Saved data entries:
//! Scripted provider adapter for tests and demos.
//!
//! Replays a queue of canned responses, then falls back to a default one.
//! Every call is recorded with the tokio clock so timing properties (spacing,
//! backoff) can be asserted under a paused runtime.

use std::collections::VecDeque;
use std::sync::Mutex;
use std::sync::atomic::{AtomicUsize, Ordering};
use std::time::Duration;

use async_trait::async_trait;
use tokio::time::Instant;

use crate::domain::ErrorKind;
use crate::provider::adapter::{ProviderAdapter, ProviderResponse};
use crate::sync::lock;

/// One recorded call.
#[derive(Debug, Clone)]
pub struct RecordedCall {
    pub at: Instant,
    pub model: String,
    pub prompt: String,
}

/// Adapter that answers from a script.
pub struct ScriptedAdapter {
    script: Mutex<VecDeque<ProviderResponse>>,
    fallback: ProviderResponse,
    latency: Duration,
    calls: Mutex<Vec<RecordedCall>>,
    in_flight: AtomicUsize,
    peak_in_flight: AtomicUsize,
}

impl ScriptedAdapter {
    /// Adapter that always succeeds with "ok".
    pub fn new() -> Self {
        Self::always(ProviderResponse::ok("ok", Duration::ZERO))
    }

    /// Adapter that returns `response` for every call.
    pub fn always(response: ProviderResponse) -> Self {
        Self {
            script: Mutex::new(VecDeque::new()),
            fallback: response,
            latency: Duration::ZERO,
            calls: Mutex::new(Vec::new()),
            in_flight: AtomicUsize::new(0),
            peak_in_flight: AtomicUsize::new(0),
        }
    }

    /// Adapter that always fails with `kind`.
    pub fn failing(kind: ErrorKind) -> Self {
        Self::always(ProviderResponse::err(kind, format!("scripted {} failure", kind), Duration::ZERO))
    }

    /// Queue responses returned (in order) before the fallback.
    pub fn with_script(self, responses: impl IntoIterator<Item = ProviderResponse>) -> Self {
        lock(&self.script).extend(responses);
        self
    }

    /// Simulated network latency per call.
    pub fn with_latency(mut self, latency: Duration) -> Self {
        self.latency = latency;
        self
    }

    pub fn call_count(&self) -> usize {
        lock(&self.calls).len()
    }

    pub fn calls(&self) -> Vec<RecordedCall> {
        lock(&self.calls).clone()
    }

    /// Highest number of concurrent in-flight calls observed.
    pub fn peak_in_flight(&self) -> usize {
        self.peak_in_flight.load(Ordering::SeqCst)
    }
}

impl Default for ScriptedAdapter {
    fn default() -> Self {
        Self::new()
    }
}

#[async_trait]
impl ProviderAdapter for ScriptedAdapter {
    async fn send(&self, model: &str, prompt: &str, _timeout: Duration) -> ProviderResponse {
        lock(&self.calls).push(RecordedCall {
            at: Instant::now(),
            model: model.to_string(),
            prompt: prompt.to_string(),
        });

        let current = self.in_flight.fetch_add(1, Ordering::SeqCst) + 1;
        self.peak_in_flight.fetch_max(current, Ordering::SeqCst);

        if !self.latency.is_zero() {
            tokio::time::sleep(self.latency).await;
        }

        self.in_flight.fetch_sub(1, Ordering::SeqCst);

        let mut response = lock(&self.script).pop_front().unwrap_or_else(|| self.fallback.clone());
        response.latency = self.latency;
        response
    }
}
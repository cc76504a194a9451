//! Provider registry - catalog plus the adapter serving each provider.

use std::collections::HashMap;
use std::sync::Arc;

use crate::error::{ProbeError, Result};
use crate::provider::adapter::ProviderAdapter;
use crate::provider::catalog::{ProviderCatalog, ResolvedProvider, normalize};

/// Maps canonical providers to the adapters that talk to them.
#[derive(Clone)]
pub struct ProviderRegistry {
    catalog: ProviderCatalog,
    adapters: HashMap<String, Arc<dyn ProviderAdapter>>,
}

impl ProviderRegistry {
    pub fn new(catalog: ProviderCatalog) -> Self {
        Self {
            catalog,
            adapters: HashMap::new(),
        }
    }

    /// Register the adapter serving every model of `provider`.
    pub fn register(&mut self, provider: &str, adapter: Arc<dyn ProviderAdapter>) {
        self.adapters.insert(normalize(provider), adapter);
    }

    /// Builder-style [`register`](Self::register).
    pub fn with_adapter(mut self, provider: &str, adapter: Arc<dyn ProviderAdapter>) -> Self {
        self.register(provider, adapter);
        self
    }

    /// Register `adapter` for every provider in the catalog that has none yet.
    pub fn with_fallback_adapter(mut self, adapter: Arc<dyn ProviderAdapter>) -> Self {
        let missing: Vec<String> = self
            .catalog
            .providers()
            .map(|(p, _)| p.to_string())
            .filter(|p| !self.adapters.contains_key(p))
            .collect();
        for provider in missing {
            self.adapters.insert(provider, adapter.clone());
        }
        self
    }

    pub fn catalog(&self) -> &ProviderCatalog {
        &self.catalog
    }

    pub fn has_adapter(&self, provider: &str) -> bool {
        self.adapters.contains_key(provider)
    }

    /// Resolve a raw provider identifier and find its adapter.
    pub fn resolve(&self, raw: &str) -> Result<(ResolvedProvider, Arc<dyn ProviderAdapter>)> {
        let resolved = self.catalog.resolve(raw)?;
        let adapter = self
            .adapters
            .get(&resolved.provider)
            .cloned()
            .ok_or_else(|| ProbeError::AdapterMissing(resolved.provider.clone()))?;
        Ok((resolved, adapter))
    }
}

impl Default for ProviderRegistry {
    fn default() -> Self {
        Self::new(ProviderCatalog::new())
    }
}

Description of the task: Return every line in the records that includes the string "collections".

Solution below:
use std::collections::VecDeque;
use std::collections::HashMap;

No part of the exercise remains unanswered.